■ TASK OBJECTIVE
Once you have located the line containing "assert!(!are_typed_arrays_equal(id(&a), id(&b), state));" in the material below, return it exactly along with each line after it through the line containing "assert!(!are_typed_arrays_equal_strict(id(&d), id(&e), state));".

■ MATERIAL TO PROCESS
========
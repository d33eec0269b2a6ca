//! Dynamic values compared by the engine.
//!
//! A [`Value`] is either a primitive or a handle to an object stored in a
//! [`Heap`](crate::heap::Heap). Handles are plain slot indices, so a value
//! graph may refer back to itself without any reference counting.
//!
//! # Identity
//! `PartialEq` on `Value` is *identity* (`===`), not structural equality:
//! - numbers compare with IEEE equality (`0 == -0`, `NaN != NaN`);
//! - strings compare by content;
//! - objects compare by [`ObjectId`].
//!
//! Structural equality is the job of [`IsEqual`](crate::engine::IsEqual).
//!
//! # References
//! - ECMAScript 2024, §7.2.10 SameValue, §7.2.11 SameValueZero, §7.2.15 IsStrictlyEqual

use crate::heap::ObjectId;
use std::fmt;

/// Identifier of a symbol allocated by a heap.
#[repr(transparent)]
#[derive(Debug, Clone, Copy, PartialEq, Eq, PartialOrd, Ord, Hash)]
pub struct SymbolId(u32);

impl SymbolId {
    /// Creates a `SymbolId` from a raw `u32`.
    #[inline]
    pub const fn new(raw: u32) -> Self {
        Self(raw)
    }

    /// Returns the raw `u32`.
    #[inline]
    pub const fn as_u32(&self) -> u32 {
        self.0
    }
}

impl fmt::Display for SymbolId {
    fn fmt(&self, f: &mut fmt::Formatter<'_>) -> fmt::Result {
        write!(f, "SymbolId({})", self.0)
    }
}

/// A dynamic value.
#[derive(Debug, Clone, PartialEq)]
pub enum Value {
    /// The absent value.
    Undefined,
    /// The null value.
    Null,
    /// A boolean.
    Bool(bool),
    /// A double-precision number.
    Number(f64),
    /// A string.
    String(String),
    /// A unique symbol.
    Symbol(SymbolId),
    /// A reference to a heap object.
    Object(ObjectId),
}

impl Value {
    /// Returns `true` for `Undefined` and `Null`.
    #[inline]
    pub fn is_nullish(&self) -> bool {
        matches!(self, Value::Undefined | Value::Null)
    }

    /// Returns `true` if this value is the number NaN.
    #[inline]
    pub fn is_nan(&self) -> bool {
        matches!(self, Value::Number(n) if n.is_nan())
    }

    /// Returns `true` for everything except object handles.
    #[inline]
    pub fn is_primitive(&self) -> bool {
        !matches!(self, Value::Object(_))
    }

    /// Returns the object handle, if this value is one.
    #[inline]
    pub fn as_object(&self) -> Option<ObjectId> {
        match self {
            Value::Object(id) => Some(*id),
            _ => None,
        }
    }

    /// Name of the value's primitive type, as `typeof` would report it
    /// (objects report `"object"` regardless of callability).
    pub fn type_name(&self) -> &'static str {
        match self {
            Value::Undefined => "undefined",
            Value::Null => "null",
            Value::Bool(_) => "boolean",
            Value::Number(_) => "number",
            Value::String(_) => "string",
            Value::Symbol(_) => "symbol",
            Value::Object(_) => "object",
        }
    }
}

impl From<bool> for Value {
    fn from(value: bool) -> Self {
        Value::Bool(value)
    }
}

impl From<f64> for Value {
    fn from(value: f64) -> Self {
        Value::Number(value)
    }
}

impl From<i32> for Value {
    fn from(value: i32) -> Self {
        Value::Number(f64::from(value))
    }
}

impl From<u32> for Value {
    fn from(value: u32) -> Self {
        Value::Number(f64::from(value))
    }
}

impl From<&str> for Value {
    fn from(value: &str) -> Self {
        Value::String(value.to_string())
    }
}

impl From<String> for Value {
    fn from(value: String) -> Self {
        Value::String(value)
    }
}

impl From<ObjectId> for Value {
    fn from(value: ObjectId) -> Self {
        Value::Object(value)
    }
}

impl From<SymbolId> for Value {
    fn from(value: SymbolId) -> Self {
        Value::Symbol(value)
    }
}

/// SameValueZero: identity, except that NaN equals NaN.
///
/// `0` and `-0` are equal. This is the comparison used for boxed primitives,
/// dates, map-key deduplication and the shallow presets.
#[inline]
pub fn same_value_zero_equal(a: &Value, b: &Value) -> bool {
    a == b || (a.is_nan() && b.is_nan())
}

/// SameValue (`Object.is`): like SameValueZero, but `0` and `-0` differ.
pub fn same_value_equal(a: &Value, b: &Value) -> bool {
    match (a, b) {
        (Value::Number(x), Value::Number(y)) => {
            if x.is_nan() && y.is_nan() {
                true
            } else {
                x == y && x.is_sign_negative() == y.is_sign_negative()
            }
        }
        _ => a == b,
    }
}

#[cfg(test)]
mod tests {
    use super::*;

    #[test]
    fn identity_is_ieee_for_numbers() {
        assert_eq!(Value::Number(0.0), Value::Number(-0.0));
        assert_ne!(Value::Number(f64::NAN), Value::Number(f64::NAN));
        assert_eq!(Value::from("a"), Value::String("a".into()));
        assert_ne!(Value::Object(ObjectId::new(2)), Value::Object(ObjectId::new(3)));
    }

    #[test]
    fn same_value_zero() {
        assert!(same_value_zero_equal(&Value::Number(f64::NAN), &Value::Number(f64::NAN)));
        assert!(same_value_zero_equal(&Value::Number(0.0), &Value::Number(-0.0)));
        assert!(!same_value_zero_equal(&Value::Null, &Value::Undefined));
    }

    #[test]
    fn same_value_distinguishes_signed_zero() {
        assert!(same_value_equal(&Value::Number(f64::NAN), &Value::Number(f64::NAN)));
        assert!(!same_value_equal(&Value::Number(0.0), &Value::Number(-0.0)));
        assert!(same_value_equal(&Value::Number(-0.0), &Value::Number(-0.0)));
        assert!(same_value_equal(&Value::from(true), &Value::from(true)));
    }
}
========
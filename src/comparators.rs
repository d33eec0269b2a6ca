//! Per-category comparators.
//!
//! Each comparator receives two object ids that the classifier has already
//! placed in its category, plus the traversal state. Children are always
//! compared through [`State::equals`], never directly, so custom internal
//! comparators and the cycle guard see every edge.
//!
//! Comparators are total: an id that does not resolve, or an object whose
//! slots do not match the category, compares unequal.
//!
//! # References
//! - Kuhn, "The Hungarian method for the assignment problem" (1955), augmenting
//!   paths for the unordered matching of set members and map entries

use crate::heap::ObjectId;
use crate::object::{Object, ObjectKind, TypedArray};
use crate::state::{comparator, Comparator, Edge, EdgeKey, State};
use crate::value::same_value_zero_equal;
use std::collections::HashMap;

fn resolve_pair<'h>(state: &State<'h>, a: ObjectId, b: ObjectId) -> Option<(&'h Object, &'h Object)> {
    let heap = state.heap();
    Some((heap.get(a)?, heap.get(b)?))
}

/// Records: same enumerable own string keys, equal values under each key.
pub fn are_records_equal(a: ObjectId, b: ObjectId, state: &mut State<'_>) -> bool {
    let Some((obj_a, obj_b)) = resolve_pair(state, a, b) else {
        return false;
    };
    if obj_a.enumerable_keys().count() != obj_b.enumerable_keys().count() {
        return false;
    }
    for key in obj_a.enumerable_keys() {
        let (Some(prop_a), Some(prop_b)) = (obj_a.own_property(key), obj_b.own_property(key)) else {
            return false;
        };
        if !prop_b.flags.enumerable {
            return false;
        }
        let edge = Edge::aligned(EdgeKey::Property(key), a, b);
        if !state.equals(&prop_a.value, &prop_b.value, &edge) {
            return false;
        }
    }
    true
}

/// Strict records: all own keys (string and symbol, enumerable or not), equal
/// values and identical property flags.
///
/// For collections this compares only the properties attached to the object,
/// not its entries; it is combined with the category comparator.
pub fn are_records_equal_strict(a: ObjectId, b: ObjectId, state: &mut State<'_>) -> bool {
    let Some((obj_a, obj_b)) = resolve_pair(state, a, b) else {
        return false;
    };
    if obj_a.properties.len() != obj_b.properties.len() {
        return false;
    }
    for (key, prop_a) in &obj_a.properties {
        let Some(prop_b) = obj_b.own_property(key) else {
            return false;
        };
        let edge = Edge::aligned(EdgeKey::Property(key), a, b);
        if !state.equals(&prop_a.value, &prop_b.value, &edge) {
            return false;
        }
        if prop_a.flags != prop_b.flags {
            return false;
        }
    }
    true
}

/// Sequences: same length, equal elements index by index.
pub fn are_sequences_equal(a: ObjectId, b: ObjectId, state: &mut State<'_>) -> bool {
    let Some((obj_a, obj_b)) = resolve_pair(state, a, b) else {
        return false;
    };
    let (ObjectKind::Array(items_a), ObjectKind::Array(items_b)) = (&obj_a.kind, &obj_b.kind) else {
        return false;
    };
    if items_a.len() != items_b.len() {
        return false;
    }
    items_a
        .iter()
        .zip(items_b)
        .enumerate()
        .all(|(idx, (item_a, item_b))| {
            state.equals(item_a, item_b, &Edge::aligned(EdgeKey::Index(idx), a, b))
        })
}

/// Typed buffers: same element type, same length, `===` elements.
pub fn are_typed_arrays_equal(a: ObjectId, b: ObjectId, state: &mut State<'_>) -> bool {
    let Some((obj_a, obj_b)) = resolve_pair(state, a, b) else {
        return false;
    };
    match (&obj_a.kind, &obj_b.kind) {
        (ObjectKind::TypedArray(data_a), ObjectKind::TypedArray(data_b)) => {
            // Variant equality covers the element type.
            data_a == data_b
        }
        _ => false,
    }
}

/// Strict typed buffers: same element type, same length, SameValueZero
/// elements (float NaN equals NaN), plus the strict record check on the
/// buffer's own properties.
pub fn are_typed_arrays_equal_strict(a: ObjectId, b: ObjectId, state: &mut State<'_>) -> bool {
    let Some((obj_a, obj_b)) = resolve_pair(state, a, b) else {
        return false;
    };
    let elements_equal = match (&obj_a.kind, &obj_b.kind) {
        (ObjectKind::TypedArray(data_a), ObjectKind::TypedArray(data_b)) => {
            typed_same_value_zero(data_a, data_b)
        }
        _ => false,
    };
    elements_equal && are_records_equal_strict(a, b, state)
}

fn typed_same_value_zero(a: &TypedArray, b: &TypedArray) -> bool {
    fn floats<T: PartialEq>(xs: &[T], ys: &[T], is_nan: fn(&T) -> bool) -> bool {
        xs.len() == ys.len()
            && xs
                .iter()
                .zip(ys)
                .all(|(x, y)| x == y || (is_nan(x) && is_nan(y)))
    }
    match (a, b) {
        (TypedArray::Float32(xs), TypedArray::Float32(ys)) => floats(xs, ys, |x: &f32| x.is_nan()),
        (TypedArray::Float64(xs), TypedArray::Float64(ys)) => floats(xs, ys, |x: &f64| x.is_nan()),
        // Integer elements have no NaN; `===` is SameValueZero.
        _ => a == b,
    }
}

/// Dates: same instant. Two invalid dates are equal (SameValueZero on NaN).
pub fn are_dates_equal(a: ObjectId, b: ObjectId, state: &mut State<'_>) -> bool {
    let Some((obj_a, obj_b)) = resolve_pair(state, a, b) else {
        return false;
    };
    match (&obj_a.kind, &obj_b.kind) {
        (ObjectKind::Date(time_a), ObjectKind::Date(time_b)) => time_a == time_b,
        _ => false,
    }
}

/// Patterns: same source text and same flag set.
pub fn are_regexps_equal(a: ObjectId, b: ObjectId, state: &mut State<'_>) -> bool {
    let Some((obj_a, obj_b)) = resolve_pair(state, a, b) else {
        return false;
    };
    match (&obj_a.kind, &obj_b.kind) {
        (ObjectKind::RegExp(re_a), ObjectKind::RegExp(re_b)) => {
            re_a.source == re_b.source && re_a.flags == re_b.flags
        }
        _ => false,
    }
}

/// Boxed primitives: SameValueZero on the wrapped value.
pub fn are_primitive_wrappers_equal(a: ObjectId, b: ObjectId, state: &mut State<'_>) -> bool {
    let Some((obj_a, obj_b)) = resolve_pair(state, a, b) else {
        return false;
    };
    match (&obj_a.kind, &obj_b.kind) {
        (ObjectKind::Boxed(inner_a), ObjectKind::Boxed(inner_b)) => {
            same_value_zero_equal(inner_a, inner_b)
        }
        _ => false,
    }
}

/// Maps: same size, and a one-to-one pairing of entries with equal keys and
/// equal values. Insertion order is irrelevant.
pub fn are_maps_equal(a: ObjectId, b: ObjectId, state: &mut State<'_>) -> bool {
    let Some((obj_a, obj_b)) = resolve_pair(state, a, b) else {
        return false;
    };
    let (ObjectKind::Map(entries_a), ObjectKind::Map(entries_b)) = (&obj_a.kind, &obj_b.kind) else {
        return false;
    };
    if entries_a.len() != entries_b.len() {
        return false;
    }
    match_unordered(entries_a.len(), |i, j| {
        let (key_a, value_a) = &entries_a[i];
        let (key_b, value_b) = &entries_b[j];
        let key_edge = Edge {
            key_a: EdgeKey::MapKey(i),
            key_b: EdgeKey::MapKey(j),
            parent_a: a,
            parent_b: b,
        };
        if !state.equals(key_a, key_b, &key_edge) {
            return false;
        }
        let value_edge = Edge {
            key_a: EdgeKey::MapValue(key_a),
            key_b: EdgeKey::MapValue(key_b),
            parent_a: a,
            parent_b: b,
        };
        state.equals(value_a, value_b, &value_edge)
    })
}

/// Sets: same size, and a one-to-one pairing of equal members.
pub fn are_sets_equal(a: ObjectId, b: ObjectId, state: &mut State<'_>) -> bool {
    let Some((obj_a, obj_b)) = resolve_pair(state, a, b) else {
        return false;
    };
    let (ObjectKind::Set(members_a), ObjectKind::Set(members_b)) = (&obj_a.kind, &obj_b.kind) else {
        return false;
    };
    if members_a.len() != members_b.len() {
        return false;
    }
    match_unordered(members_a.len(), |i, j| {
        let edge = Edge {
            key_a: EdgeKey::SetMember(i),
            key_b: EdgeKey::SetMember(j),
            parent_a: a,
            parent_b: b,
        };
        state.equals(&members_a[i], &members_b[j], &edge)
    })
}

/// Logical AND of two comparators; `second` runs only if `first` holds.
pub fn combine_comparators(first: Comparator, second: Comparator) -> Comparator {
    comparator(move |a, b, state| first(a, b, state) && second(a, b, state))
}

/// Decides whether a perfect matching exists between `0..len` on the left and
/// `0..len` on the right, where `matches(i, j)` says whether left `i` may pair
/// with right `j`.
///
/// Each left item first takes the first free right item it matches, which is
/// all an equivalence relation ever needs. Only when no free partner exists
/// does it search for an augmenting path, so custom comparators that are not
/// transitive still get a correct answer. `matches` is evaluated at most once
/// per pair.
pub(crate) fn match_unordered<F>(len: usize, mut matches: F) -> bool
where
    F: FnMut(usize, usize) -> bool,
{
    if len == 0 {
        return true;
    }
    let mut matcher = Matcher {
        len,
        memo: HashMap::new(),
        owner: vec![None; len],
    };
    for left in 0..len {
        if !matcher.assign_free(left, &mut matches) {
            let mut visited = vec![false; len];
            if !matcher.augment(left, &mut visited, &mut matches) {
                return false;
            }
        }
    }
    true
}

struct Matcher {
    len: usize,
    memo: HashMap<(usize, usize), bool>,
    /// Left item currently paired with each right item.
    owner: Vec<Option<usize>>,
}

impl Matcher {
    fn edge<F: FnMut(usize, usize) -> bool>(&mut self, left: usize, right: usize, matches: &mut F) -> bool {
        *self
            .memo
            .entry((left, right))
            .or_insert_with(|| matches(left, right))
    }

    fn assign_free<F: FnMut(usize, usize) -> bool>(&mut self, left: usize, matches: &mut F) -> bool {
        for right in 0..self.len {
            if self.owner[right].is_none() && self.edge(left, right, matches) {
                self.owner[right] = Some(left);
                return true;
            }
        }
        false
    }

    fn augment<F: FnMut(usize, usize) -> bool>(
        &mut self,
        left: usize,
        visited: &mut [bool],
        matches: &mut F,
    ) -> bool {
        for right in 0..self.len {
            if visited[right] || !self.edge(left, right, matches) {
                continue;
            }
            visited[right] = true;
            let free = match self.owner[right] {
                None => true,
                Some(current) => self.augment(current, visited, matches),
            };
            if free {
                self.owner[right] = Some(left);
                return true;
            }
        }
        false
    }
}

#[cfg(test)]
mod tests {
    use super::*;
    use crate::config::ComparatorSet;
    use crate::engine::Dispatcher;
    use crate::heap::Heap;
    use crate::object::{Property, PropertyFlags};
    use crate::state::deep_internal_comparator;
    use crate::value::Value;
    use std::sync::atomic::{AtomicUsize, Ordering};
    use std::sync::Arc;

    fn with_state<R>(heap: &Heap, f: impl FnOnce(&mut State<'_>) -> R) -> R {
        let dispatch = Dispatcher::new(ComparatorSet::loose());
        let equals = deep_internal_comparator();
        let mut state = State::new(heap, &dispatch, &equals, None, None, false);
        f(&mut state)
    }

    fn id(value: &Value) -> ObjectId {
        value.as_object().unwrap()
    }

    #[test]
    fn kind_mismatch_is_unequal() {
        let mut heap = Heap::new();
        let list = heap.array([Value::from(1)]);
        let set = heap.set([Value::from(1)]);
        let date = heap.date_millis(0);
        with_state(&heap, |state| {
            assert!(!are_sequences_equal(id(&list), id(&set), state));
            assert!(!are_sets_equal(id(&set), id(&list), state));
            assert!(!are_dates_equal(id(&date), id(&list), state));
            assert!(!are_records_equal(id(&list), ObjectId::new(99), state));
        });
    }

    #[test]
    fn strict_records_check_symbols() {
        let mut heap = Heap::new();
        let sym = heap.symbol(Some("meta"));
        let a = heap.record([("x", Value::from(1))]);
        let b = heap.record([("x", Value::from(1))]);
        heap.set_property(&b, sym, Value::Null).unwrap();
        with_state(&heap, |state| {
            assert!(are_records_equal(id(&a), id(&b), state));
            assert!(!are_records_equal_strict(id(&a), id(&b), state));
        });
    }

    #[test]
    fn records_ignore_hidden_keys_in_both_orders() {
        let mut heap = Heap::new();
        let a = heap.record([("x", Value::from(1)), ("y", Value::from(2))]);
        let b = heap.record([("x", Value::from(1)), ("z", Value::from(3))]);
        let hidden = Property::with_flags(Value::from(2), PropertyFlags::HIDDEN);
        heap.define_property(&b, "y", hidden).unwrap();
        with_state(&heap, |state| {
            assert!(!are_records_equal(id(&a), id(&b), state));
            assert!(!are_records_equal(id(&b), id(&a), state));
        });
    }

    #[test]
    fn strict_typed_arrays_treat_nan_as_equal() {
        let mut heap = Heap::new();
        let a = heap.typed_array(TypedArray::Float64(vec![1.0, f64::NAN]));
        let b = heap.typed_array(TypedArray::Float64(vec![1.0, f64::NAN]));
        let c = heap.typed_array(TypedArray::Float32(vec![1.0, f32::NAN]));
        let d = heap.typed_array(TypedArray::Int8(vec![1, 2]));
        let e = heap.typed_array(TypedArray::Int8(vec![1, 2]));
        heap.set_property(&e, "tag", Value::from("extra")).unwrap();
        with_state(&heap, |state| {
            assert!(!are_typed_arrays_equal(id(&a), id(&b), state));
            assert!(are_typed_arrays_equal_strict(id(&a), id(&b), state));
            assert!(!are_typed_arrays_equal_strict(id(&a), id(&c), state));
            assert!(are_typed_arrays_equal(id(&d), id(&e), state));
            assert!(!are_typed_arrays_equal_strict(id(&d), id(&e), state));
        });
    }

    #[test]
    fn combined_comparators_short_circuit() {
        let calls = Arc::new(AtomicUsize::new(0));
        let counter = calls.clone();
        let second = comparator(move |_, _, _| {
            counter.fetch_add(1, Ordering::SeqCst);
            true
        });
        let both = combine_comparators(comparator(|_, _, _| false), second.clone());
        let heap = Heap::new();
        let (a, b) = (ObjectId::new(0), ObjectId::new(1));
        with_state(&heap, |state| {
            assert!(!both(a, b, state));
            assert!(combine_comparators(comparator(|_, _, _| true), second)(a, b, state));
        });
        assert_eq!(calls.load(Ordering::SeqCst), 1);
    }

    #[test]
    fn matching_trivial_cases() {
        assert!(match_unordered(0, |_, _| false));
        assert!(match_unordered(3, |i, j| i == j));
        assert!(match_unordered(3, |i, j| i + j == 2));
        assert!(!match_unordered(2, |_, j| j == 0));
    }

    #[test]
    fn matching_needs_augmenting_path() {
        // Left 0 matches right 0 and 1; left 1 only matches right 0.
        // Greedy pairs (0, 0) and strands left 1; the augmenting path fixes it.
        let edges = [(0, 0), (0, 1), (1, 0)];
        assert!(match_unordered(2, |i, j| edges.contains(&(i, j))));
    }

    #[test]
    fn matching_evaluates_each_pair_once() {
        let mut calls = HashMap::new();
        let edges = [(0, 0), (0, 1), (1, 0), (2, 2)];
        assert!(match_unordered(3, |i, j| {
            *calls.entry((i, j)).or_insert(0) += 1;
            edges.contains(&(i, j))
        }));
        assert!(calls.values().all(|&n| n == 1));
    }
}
========
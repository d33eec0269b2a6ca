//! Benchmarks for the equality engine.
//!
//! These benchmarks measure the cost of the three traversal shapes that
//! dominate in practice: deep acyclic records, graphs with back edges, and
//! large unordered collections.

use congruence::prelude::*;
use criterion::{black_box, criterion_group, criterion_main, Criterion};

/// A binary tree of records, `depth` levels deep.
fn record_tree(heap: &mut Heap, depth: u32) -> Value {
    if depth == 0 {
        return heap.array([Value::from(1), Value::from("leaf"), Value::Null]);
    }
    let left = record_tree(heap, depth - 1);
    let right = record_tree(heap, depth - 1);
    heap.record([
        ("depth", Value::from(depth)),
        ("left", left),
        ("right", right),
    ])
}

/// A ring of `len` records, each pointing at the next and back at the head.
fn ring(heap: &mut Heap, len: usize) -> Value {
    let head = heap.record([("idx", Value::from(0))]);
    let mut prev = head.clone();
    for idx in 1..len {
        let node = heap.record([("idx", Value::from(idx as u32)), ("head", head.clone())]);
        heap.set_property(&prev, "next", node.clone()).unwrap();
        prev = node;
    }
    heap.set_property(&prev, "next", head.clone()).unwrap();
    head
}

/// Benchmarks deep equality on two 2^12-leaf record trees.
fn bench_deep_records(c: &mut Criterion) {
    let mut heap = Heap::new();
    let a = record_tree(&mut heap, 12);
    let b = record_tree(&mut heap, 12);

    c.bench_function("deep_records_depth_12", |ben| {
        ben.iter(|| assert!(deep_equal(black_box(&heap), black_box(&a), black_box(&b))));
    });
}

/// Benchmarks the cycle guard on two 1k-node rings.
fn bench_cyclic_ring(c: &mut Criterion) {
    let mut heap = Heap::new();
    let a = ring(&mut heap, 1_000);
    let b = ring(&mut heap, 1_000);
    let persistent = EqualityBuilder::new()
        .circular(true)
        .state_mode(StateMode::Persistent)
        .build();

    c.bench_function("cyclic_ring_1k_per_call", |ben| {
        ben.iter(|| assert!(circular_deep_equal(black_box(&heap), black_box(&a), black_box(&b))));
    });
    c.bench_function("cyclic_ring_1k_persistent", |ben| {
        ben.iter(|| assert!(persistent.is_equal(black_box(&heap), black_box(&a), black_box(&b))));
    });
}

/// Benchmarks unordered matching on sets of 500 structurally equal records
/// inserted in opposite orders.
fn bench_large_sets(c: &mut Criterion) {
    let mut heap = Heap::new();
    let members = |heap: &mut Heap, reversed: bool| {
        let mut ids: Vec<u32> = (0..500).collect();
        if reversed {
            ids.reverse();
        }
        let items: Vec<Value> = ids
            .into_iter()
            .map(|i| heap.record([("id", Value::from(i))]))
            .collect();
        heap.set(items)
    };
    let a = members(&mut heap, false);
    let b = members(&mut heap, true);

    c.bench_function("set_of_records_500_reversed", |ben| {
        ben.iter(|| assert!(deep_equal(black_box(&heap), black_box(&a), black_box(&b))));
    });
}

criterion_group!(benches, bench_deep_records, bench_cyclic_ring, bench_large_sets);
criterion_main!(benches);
========
■ TASK OUTPUT
            assert!(!are_typed_arrays_equal(id(&a), id(&b), state));
            assert!(are_typed_arrays_equal_strict(id(&a), id(&b), state));
            assert!(!are_typed_arrays_equal_strict(id(&a), id(&c), state));
            assert!(are_typed_arrays_equal(id(&d), id(&e), state));
            assert!(!are_typed_arrays_equal_strict(id(&d), id(&e), state));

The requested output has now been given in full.